Monday, Aug. 15, 1955

Uranium Policy

Canada's booming uranium industry has leveled off sharply in the past month, in the wake of rumors out of Ottawa and Washington (which buys most of Canada's uranium) that the market might be approaching the saturation point and that the Canadian government was about to stop buying uranium. Last week Defense Production Minister C. D. Howe cleared the air with a statement of the government's uranium policy: P: Until March 31, 1962, Ottawa will buy all acceptable uranium concentrates, i.e., 10% U208, at a maximum price of $7.25 per Ib. for the uranium content and will pay premium prices for uranium produced under government contract. P: No new premium-price contracts will be put into effect after April i, 1957. P: No uranium mine which has not proved its ore body by March 31, 1956, and its readiness to go into production within a year, will get a premium-price contract.

Uranium stocks dipped with Howe's announcement but bounced back fast. There was no panic selling of uranium shares, and the only companies that seemed depressed were a few small, speculative outfits which may have trouble getting into production in the 20 months Howe allowed them.

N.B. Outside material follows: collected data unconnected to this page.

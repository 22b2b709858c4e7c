//! Extraction output types.

use serde::{Deserialize, Serialize};
use std::collections::BTreeMap;
use std::time::Duration;

/// A custom keyword result.
#[derive(Debug, Clone, PartialEq, Eq, Serialize, Deserialize)]
pub struct CustomFieldValue {
    pub label: String,
    pub value: Option<String>,
}

/// The sanitized extraction payload handed to persistence.
#[derive(Debug, Clone, Default, PartialEq, Eq, Serialize, Deserialize)]
pub struct ExtractionResult {
    /// Detected document type, `None` when unknown.
    pub document_type: Option<String>,

    /// Builtin fields by key; only known builtin keys appear here.
    pub fields: BTreeMap<String, Option<String>>,

    /// Custom keyword results by reference token.
    pub custom_fields: BTreeMap<String, CustomFieldValue>,
}

impl ExtractionResult {
    /// Value of a builtin field, if found.
    pub fn field(&self, key: &str) -> Option<&str> {
        self.fields.get(key).and_then(|v| v.as_deref())
    }

    /// Value of a custom field, if found.
    pub fn custom(&self, token: &str) -> Option<&str> {
        self.custom_fields.get(token).and_then(|v| v.value.as_deref())
    }
}

/// Attributes derived from the document text for indexing.
#[derive(Debug, Clone, Default, PartialEq, Eq, Serialize, Deserialize)]
pub struct DocumentAttributes {
    /// Normalized text used for search.
    pub normalized_text: String,
    pub contact_phone: Option<String>,
    pub age_years: Option<u32>,
    pub experience_years: Option<u32>,
}

/// Time spent per pipeline phase.
#[derive(Debug, Clone, Default, PartialEq, Serialize, Deserialize)]
pub struct PhaseTimings {
    pub acquisition: Duration,
    pub builtin: Duration,
    pub payer_retry: Duration,
    pub keywords: Duration,
    pub total: Duration,
}

/// Diagnostics from a processing run. Never part of [`ExtractionResult`].
#[derive(Debug, Clone, Default, PartialEq, Serialize, Deserialize)]
pub struct Diagnostics {
    pub selected_fields: Vec<String>,
    pub missing_fields: Vec<String>,
    pub missing_keywords: Vec<String>,
    pub payer_retry_used: bool,
    pub timings: PhaseTimings,
}

/// Everything a processing run produces.
#[derive(Debug, Clone, Serialize, Deserialize)]
pub struct ProcessOutcome {
    pub result: ExtractionResult,
    /// Text the fields were read from (OCR text when OCR was used), with
    /// the payer-retry OCR text appended when that ran.
    pub raw_text: String,
    pub ocr_used: bool,
    /// Word count of the acquired text.
    pub quality: usize,
    pub attributes: DocumentAttributes,
    pub diagnostics: Diagnostics,
}
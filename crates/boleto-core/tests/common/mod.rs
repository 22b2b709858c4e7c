#![allow(dead_code)]

use std::path::{Path, PathBuf};
use std::sync::Arc;
use std::sync::atomic::{AtomicUsize, Ordering};

use boleto_core::{OcrBackend, OcrError};
use lopdf::content::{Content, Operation};
use lopdf::{Document, Object, Stream, StringFormat, dictionary};

/// A complete boleto text layer.
pub const SLIP_LINES: &[&str] = &[
    "BANCO EXEMPLO S.A. - Ficha de Compensacao",
    "Local de pagamento: Pagavel em qualquer banco ate o vencimento",
    "Beneficiario: ACME Comercio Ltda - CNPJ 11.222.333/0001-81",
    "Pagador: Maria da Silva - CPF 529.982.247-25",
    "Rua das Flores, 100 - Centro - Florianopolis",
    "Numero do documento: 12345-AB",
    "Data de emissao: 02/05/2024",
    "Vencimento: 10/05/2024",
    "Valor do documento: 1.500,00",
    "Instrucoes: apos o vencimento cobrar juros de mora de 0,33 ao dia",
    "Taxa de servico",
    "Referente ao periodo de abril",
    "Conforme contrato",
    "R$ 45,90",
    "23790.12345 60000.123456 78901.234567 1 96780000150000",
];

pub const SLIP_PAYMENT_LINE: &str = "23790123456000012345678901234567196780000150000";

pub fn slip_text() -> String {
    SLIP_LINES.join("\n")
}

/// Build a PDF whose pages carry `pages` as one text object per line.
pub fn text_pdf(pages: &[&[&str]]) -> Vec<u8> {
    let mut doc = Document::with_version("1.5");
    let pages_id = doc.new_object_id();
    let font_id = doc.add_object(dictionary! {
        "Type" => "Font",
        "Subtype" => "Type1",
        "BaseFont" => "Helvetica",
        "Encoding" => "WinAnsiEncoding",
    });

    let mut kids = Vec::new();
    for lines in pages {
        let mut operations = Vec::new();
        for (i, line) in lines.iter().enumerate() {
            operations.push(Operation::new("BT", vec![]));
            operations.push(Operation::new("Tf", vec!["F1".into(), 9.into()]));
            operations.push(Operation::new("Td", vec![30.into(), (810 - 12 * i as i64).into()]));
            operations.push(Operation::new(
                "Tj",
                vec![Object::String(line.as_bytes().to_vec(), StringFormat::Literal)],
            ));
            operations.push(Operation::new("ET", vec![]));
        }
        let content = Content { operations };
        let content_id = doc.add_object(Stream::new(dictionary! {}, content.encode().unwrap()));
        let page_id = doc.add_object(dictionary! {
            "Type" => "Page",
            "Parent" => pages_id,
            "Contents" => content_id,
            "Resources" => dictionary! { "Font" => dictionary! { "F1" => font_id } },
            "MediaBox" => vec![0.into(), 0.into(), 595.into(), 842.into()],
        });
        kids.push(page_id.into());
    }

    let count = kids.len() as i64;
    doc.objects.insert(
        pages_id,
        Object::Dictionary(dictionary! {
            "Type" => "Pages",
            "Kids" => kids,
            "Count" => count,
        }),
    );
    let catalog_id = doc.add_object(dictionary! {
        "Type" => "Catalog",
        "Pages" => pages_id,
    });
    doc.trailer.set("Root", catalog_id);

    let mut buf = Vec::new();
    doc.save_to(&mut buf).unwrap();
    buf
}

pub fn write_pdf(dir: &Path, name: &str, pages: &[&[&str]]) -> PathBuf {
    let path = dir.join(name);
    std::fs::write(&path, text_pdf(pages)).unwrap();
    path
}

/// A PDF with one page and no text layer, standing in for a scan.
pub fn write_scanned_pdf(dir: &Path, name: &str) -> PathBuf {
    write_pdf(dir, name, &[&[]])
}

/// OCR backend returning canned text, counting calls.
#[derive(Clone)]
pub struct FakeOcr {
    text: Option<String>,
    missing: Vec<String>,
    calls: Arc<AtomicUsize>,
}

impl FakeOcr {
    pub fn returning(text: impl Into<String>) -> Self {
        Self {
            text: Some(text.into()),
            missing: Vec::new(),
            calls: Arc::new(AtomicUsize::new(0)),
        }
    }

    pub fn empty() -> Self {
        Self {
            text: None,
            missing: Vec::new(),
            calls: Arc::new(AtomicUsize::new(0)),
        }
    }

    pub fn unavailable() -> Self {
        Self {
            text: None,
            missing: vec!["tesseract-ocr".to_string(), "poppler-utils (pdftoppm)".to_string()],
            calls: Arc::new(AtomicUsize::new(0)),
        }
    }

    pub fn calls(&self) -> usize {
        self.calls.load(Ordering::SeqCst)
    }
}

impl OcrBackend for FakeOcr {
    fn missing_components(&self) -> Vec<String> {
        self.missing.clone()
    }

    fn recognize_pdf(&self, _path: &Path) -> Result<String, OcrError> {
        self.calls.fetch_add(1, Ordering::SeqCst);
        if !self.missing.is_empty() {
            return Err(OcrError::Unavailable {
                missing: self.missing.clone(),
            });
        }
        self.text.clone().ok_or(OcrError::EmptyResult)
    }
}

Heads of the bigger companies took Howe's statement as a fair warning that Canada and the U.S. will not go on indefinitely paying a premium price for stockpile uranium. Said Franc Joubin, president of Algom Uranium and discoverer of Ontario's Blind River field: "This is the orange light before the red, which is always welcome."

Why did Howe flash the warning? Howe himself did not say, and tight-lipped U.S. Atomic Energy Commission officials in Washington would add nothing. But William Bennett, head of Atomic Energy of Canada, Ltd., hinted that Ottawa had received word from Washington putting a definite ceiling on the amount of Canadian uranium the U.S. will contract to buy.

Bennett professed not to know whether Washington's cutback plans were caused by an ample supply of uranium in the U.S. or by the prospect of some workable new process that could make uranium obsolete as a nuclear fuel. If the latter was the case, Canada was obviously unaware of it. Almost simultaneously with Howe's policy statement, the government revealed the details of Canada's first atomic power station, an $11 million plant that was described as a model for many more in the future. The plant will be fueled exclusively with Canadian uranium.